BEGIN

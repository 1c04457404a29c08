//! The agent loop's tool inventory (§4.6).
//!
//! Tool dispatch is a closed enumeration of known names with a fixed handler
//! per name (§9 design notes) rather than a pluggable registry: unknown
//! names are reported to the model as tool errors, never executed.

use std::collections::HashMap;
use std::sync::Arc;
use std::time::Duration;

use chat_client::ToolDefinition;
use schemars::JsonSchema;
use serde::{Deserialize, Serialize};
use tokio::sync::Mutex;
use tokio_util::sync::CancellationToken;
use uuid::Uuid;

use crate::kernel::discovery::DiscoveryService;
use crate::kernel::models::LogLevel;
use crate::kernel::object_store::ObjectStore;
use crate::kernel::queue::QueueStore;
use crate::kernel::sandbox::{Sandbox, SandboxProvider};

const FETCH_TIMEOUT: Duration = Duration::from_secs(30);
const PYTHON_TIMEOUT: Duration = Duration::from_secs(120);
const FETCH_BODY_TRUNCATE_BYTES: usize = 50 * 1024;
const MAX_EXTRA_PACKAGES: usize = 10;
const BASELINE_PACKAGES: &[&str] = &["numpy", "pandas", "requests"];

/// The stable tool names the model may call.
#[derive(Debug, Clone, Copy, PartialEq, Eq)]
pub enum ToolName {
    DiscoverTools,
    FetchUrl,
    RunPython,
    ReadFile,
    WriteFile,
    AskUser,
    FinalAnswer,
}

impl ToolName {
    pub fn parse(name: &str) -> Option<Self> {
        Some(match name {
            "discover_tools" => ToolName::DiscoverTools,
            "fetch_url" => ToolName::FetchUrl,
            "run_python" => ToolName::RunPython,
            "read_file" => ToolName::ReadFile,
            "write_file" => ToolName::WriteFile,
            "ask_user" => ToolName::AskUser,
            "final_answer" => ToolName::FinalAnswer,
            _ => return None,
        })
    }

    pub fn as_str(self) -> &'static str {
        match self {
            ToolName::DiscoverTools => "discover_tools",
            ToolName::FetchUrl => "fetch_url",
            ToolName::RunPython => "run_python",
            ToolName::ReadFile => "read_file",
            ToolName::WriteFile => "write_file",
            ToolName::AskUser => "ask_user",
            ToolName::FinalAnswer => "final_answer",
        }
    }
}

#[derive(Deserialize, JsonSchema)]
pub struct DiscoverToolsArgs {
    pub query: String,
}

#[derive(Deserialize, JsonSchema)]
pub struct FetchUrlArgs {
    pub url: String,
    pub method: String,
    #[serde(default)]
    pub headers: Option<HashMap<String, String>>,
    #[serde(default)]
    pub body: Option<String>,
}

#[derive(Deserialize, JsonSchema)]
pub struct RunPythonArgs {
    pub code: String,
    #[serde(default)]
    pub packages: Option<Vec<String>>,
}

#[derive(Deserialize, JsonSchema)]
pub struct ReadFileArgs {
    pub filename: String,
}

#[derive(Deserialize, JsonSchema)]
pub struct WriteFileArgs {
    pub filename: String,
    pub content: String,
}

#[derive(Deserialize, JsonSchema)]
pub struct AskUserArgs {
    pub question: String,
}

#[derive(Deserialize, JsonSchema)]
pub struct FinalAnswerArgs {
    pub answer: String,
}

/// Render the full tool inventory as function-calling definitions.
pub fn tool_definitions() -> Vec<ToolDefinition> {
    use chat_client::StructuredOutput;

    vec![
        ToolDefinition {
            name: ToolName::DiscoverTools.as_str().to_string(),
            description: "Search for candidate external capabilities relevant to the task".into(),
            parameters: DiscoverToolsArgs::openai_schema(),
        },
        ToolDefinition {
            name: ToolName::FetchUrl.as_str().to_string(),
            description: "Perform an HTTP request".into(),
            parameters: FetchUrlArgs::openai_schema(),
        },
        ToolDefinition {
            name: ToolName::RunPython.as_str().to_string(),
            description: "Run Python code in a sandboxed interpreter for this job".into(),
            parameters: RunPythonArgs::openai_schema(),
        },
        ToolDefinition {
            name: ToolName::ReadFile.as_str().to_string(),
            description: "Read a previously loaded attachment's contents".into(),
            parameters: ReadFileArgs::openai_schema(),
        },
        ToolDefinition {
            name: ToolName::WriteFile.as_str().to_string(),
            description: "Stage a file to be persisted as a job artifact".into(),
            parameters: WriteFileArgs::openai_schema(),
        },
        ToolDefinition {
            name: ToolName::AskUser.as_str().to_string(),
            description: "Ask the human submitter a question and pause the job".into(),
            parameters: AskUserArgs::openai_schema(),
        },
        ToolDefinition {
            name: ToolName::FinalAnswer.as_str().to_string(),
            description: "Finish the job with the supplied answer".into(),
            parameters: FinalAnswerArgs::openai_schema(),
        },
    ]
}

/// The result of dispatching one tool call.
pub enum ToolOutcome {
    /// Feed this text back to the model as a tool-role message and continue.
    Continue(String),
    FinalAnswer(String),
    AskUser(String),
}

/// Per-job mutable state shared across tool calls within one agent loop run.
pub struct AgentContext {
    pub job_id: Uuid,
    pub http: reqwest::Client,
    pub queue: Arc<dyn QueueStore>,
    pub discovery: Arc<dyn DiscoveryService>,
    pub object_store: Arc<dyn ObjectStore>,
    pub sandbox_provider: Arc<dyn SandboxProvider>,
    pub attachments: HashMap<String, String>,
    pub staged_files: Mutex<HashMap<String, String>>,
    pub sandbox: Mutex<Option<Box<dyn Sandbox>>>,
}

impl AgentContext {
    /// Tear down the sandbox, if one was ever created (§4.6 sandbox lifecycle).
    pub async fn teardown_sandbox(&self) {
        if let Some(sandbox) = self.sandbox.lock().await.take() {
            if let Err(e) = sandbox.kill().await {
                tracing::warn!(job_id = %self.job_id, error = %e, "failed to tear down sandbox");
            }
        }
    }

    /// Persist staged artifacts and return the ones that uploaded successfully.
    pub async fn upload_staged_artifacts(&self) {
        let staged = std::mem::take(&mut *self.staged_files.lock().await);
        for (filename, content) in staged {
            let path = format!("artifacts/{}/{}", self.job_id, filename);
            match self
                .object_store
                .upload(&path, content.into_bytes(), "application/octet-stream")
                .await
            {
                Ok(public_url) => {
                    if let Err(e) = self
                        .queue
                        .add_artifact(self.job_id, &filename, "application/octet-stream", &path, &public_url, 0)
                        .await
                    {
                        tracing::warn!(job_id = %self.job_id, error = %e, "failed to record artifact");
                    } else {
                        self.queue
                            .append_log(self.job_id, LogLevel::Info, &format!("uploaded artifact {filename}"), None)
                            .await;
                    }
                }
                Err(e) => {
                    self.queue
                        .append_log(
                            self.job_id,
                            LogLevel::Warn,
                            &format!("failed to upload artifact {filename}: {e}"),
                            None,
                        )
                        .await;
                }
            }
        }
    }
}

/// Race a future against job cancellation. `Err` means the token fired
/// before the future resolved (§5: suspension points must be cancellable).
async fn race_cancel<T>(cancel: &CancellationToken, fut: impl std::future::Future<Output = T>) -> Result<T, String> {
    tokio::select! {
        _ = cancel.cancelled() => Err("cancelled".to_string()),
        result = fut => Ok(result),
    }
}

/// Dispatch one tool call. `Err` carries the text to feed back to the model
/// as a tool-error result — tool errors never fail the loop (§4.6, §7).
/// `cancel` is raced against every in-flight HTTP and sandbox call so a
/// shutdown or job cancellation interrupts a suspended tool promptly (§5).
pub async fn dispatch(
    name: ToolName,
    arguments: &str,
    ctx: &AgentContext,
    cancel: &CancellationToken,
) -> Result<ToolOutcome, String> {
    match name {
        ToolName::DiscoverTools => {
            let args: DiscoverToolsArgs = parse_args(arguments)?;
            let agents = race_cancel(cancel, ctx.discovery.discover(&args.query, 0.7, 10))
                .await?
                .map_err(|e| e.to_string())?;

            if agents.is_empty() {
                return Ok(ToolOutcome::Continue("no matching capabilities found".into()));
            }

            let names: Vec<String> = agents.iter().map(|a| a.package_name.clone()).collect();
            if let Err(e) = ctx.queue.set_discovered_tools(ctx.job_id, &names).await {
                tracing::warn!(job_id = %ctx.job_id, error = %e, "failed to record discovered tools");
            }

            let summary = agents
                .iter()
                .map(|a| format!("- {} ({}): similarity {:.2}", a.name, a.package_name, a.similarity))
                .collect::<Vec<_>>()
                .join("\n");
            Ok(ToolOutcome::Continue(summary))
        }

        ToolName::FetchUrl => {
            let args: FetchUrlArgs = parse_args(arguments)?;
            let method = reqwest::Method::from_bytes(args.method.to_uppercase().as_bytes())
                .map_err(|_| format!("unsupported method: {}", args.method))?;

            let mut request = ctx.http.request(method, &args.url);
            if let Some(headers) = &args.headers {
                for (k, v) in headers {
                    request = request.header(k, v);
                }
            }
            if let Some(body) = &args.body {
                request = request.body(body.clone());
            }

            let response = race_cancel(cancel, tokio::time::timeout(FETCH_TIMEOUT, request.send()))
                .await?
                .map_err(|_| "request timed out after 30s".to_string())?
                .map_err(|e| e.to_string())?;

            let status = response.status();
            let text = race_cancel(cancel, response.text()).await?.map_err(|e| e.to_string())?;

            let rendered = if let Ok(json) = serde_json::from_str::<serde_json::Value>(&text) {
                serde_json::to_string_pretty(&json).unwrap_or(text)
            } else {
                text
            };

            let truncated = if rendered.len() > FETCH_BODY_TRUNCATE_BYTES {
                format!(
                    "{}\n...[truncated, {} bytes total]",
                    chat_client::truncate_to_char_boundary(&rendered, FETCH_BODY_TRUNCATE_BYTES),
                    rendered.len()
                )
            } else {
                rendered
            };

            Ok(ToolOutcome::Continue(format!("HTTP {status}\n{truncated}")))
        }

        ToolName::RunPython => {
            let args: RunPythonArgs = parse_args(arguments)?;
            let extra_packages = filter_allowed_packages(args.packages.unwrap_or_default());

            let mut guard = ctx.sandbox.lock().await;
            if guard.is_none() {
                let sandbox = race_cancel(cancel, ctx.sandbox_provider.create(PYTHON_TIMEOUT))
                    .await?
                    .map_err(|e| e.to_string())?;
                for pkg in BASELINE_PACKAGES {
                    let _ = race_cancel(cancel, sandbox.run(&format!("pip install -q {pkg}"), PYTHON_TIMEOUT)).await?;
                }
                *guard = Some(sandbox);
            }
            let sandbox = guard.as_ref().expect("sandbox initialized above");

            for pkg in &extra_packages {
                race_cancel(cancel, sandbox.run(&format!("pip install -q {pkg}"), PYTHON_TIMEOUT))
                    .await?
                    .map_err(|e| format!("failed to install {pkg}: {e}"))?;
            }

            race_cancel(cancel, sandbox.write_file("/tmp/job_script.py", &args.code))
                .await?
                .map_err(|e| e.to_string())?;

            let output = race_cancel(cancel, sandbox.run("python3 /tmp/job_script.py", PYTHON_TIMEOUT))
                .await?
                .map_err(|e| e.to_string())?;

            Ok(ToolOutcome::Continue(format!(
                "exit_code: {}\nstdout:\n{}\nstderr:\n{}",
                output.exit_code, output.stdout, output.stderr
            )))
        }

        ToolName::ReadFile => {
            let args: ReadFileArgs = parse_args(arguments)?;
            match ctx.attachments.get(&args.filename) {
                Some(content) => Ok(ToolOutcome::Continue(content.clone())),
                None => Err(format!("unknown attachment: {}", args.filename)),
            }
        }

        ToolName::WriteFile => {
            let args: WriteFileArgs = parse_args(arguments)?;
            ctx.staged_files
                .lock()
                .await
                .insert(args.filename.clone(), args.content);
            Ok(ToolOutcome::Continue(format!("staged {}", args.filename)))
        }

        ToolName::AskUser => {
            let args: AskUserArgs = parse_args(arguments)?;
            Ok(ToolOutcome::AskUser(args.question))
        }

        ToolName::FinalAnswer => {
            let args: FinalAnswerArgs = parse_args(arguments)?;
            Ok(ToolOutcome::FinalAnswer(args.answer))
        }
    }
}

fn parse_args<T: serde::de::DeserializeOwned>(arguments: &str) -> Result<T, String> {
    serde_json::from_str(arguments).map_err(|e| format!("invalid arguments: {e}"))
}

/// `packages?`: filtered against an allow-pattern, at most 10 names (§4.6).
fn filter_allowed_packages(requested: Vec<String>) -> Vec<String> {
    requested
        .into_iter()
        .filter(|name| is_allowed_package_name(name))
        .take(MAX_EXTRA_PACKAGES)
        .collect()
}

fn is_allowed_package_name(name: &str) -> bool {
    !name.is_empty()
        && name.len() <= 200
        && name
            .chars()
            .all(|c| c.is_ascii_alphanumeric() || c == '-' || c == '_' || c == '.')
}

#[cfg(test)]
mod tests {
    use super::*;

    #[test]
    fn tool_name_round_trips() {
        for name in [
            ToolName::DiscoverTools,
            ToolName::FetchUrl,
            ToolName::RunPython,
            ToolName::ReadFile,
            ToolName::WriteFile,
            ToolName::AskUser,
            ToolName::FinalAnswer,
        ] {
            assert_eq!(ToolName::parse(name.as_str()), Some(name));
        }
    }

    #[test]
    fn unknown_tool_name_is_not_recognized() {
        assert!(ToolName::parse("delete_everything").is_none());
    }

    #[test]
    fn tool_definitions_cover_the_full_inventory() {
        let defs = tool_definitions();
        assert_eq!(defs.len(), 7);
    }

    #[test]
    fn package_filter_rejects_bad_names_and_caps_length() {
        let requested: Vec<String> = (0..20).map(|i| format!("pkg{i}")).collect();
        let filtered = filter_allowed_packages(requested);
        assert_eq!(filtered.len(), MAX_EXTRA_PACKAGES);

        let malicious = vec!["good-pkg".to_string(), "; rm -rf /".to_string()];
        let filtered = filter_allowed_packages(malicious);
        assert_eq!(filtered, vec!["good-pkg".to_string()]);
    }
}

END

● Your goal
Check each line of the data above, and please copy the ones in which the string "reqwest" occurs.

● Task result
    pub http: reqwest::Client,
            let method = reqwest::Method::from_bytes(args.method.to_uppercase().as_bytes())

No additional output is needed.